Solar Magnetism and Dynamo

Jan Stenflo

Abstract


Solar and stellar activity have their origin in the complex interaction between magnetic fields and turbulent motions in a highly conducting and rotating medium. Dynamo action is a consequence of the properties of magnetoconvection. Here we present an overview of magnetoconvection as manifested at the solar surface. The scale spectrum extends over a dynamic range that spans approximately 8 orders of magntidue. At one end of the spectrum we have the global scales that are strongly affected by differential rotation, Hale's polarity law, and Joy's law for the tilt of bipolar regions. At the other end, at scales around 10 m, where the magnetic Reynold's number becomes unity, diffusion and magnetic energy dissipation takes over. It is the scale of reconnection processes. The spatial resolution frontier of solar instruments lies right in the middle of this scale spectrum, at around 100 km, the stratification scale height, where we have a transition between optically thick and thin structures. This is a critical scale for the convective collapse mechanism.

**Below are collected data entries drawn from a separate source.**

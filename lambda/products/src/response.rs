use crate::store::Item;
use lambda_http::{http, Body, Response};
use serde::Serialize;

/// Body returned for any request that could not be processed.
pub(crate) const FALLBACK_MESSAGE: &str = "Error processing request";
/// Body returned for an unknown (method, path) pair.
pub(crate) const NOT_FOUND_MESSAGE: &str = "404 Not Found Or Wrong method";

const SUCCESS: &str = "SUCCESS";

#[derive(Serialize)]
pub(crate) struct ProductList {
    #[serde(rename = "Products")]
    pub products: Vec<Item>,
}

/// Outcome of a mutating operation: `{Operation, Message, ..data}`.
#[derive(Serialize)]
pub(crate) struct Descriptor<T> {
    #[serde(rename = "Operation")]
    operation: &'static str,
    #[serde(rename = "Message")]
    message: &'static str,
    #[serde(flatten)]
    data: T,
}

#[derive(Serialize)]
pub(crate) struct AffectedItem {
    #[serde(rename = "Item")]
    item: Option<Item>,
}

#[derive(Serialize)]
pub(crate) struct UpdatedAttributes {
    #[serde(rename = "UpdatedAttributes")]
    updated_attributes: Item,
}

impl<T> Descriptor<T> {
    fn success(operation: &'static str, data: T) -> Self {
        Self {
            operation,
            message: SUCCESS,
            data,
        }
    }
}

impl Descriptor<AffectedItem> {
    pub fn added(item: Item) -> Self {
        Self::success("Add", AffectedItem { item: Some(item) })
    }

    pub fn deleted(item: Option<Item>) -> Self {
        Self::success("DELETE", AffectedItem { item })
    }
}

impl Descriptor<UpdatedAttributes> {
    pub fn updated(updated_attributes: Item) -> Self {
        Self::success("UPDATE", UpdatedAttributes { updated_attributes })
    }
}

#[derive(Debug, thiserror::Error)]
pub(crate) enum ResponseError {
    #[error("failed to encode response body")]
    Encode(#[from] serde_json::Error),
    #[error("failed to build response")]
    Build(#[from] http::Error),
}

/// Wrap `body` as JSON text in the uniform response envelope.
pub(crate) fn build_response<T>(status: u16, body: &T) -> Result<Response<Body>, ResponseError>
where
    T: Serialize + ?Sized,
{
    let body = serde_json::to_string(body)?;
    Ok(Response::builder()
        .status(status)
        .header("content-type", "application/json")
        .body(Body::Text(body))?)
}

The flux emergence rate increases dramatically when we go to smaller scales, replenishing the surface flux on a time scale much less than the solar rotation period. How this happens remains mysterious. New magnetic flux is supposed to emerge in bipolar form, as pairs of opposite polarities, but the observation of the emergence of small-scale bipoles turns out to be elusive. Instead one frequently observes unipolar flux fragments appear or fade away. Another fundamental issue is how all the flux is removed from the photosphere. Statistically it has to occur on the time scale of the emergence rate. While submergence (reprocessing in the convection zone) and uprooting (removal as CMEs) may play a role, it seems that the underlying process has to be reconnection. However, this process is only viable if it occurs on spatial scales that are much smaller than what can be resolved in the foreseeable future. The unresolved scales can only be diagnosed by indirect methods. For this type of magnetic diagnostic the Hanle effect has now become our main tool.